ASSIGNED TASK →
Among the lines below, return each one that contains the word "admitted".

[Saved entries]
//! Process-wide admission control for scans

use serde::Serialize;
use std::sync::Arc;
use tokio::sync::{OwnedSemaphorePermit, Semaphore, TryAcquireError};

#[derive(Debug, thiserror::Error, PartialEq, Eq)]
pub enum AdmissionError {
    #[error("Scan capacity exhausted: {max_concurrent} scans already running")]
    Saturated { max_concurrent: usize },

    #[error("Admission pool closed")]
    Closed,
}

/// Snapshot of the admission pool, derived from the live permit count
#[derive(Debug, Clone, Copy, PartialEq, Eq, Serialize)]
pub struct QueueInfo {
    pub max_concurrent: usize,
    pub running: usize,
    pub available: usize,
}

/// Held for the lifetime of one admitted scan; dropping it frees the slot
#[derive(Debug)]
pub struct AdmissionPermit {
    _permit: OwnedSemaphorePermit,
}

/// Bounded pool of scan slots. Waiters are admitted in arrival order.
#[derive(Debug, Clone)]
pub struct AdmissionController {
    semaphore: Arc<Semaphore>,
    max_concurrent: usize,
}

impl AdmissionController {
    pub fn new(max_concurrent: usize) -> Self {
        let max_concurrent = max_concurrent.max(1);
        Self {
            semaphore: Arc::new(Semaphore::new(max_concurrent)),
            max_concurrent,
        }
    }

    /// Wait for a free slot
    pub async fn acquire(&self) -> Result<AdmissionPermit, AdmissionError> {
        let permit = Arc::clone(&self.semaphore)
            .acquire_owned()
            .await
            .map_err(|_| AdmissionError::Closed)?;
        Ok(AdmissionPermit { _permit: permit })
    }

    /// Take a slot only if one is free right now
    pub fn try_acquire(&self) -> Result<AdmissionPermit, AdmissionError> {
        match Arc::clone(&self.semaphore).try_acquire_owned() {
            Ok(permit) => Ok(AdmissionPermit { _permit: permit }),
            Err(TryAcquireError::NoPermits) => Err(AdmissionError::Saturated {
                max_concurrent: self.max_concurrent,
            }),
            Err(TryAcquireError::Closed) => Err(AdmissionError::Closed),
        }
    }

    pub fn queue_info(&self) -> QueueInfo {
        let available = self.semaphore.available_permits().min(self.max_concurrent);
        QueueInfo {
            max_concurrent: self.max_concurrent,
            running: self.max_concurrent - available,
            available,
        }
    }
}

EXERCISE SOLUTION →
/// Held for the lifetime of one admitted scan; dropping it frees the slot
/// Bounded pool of scan slots. Waiters are admitted in arrival order.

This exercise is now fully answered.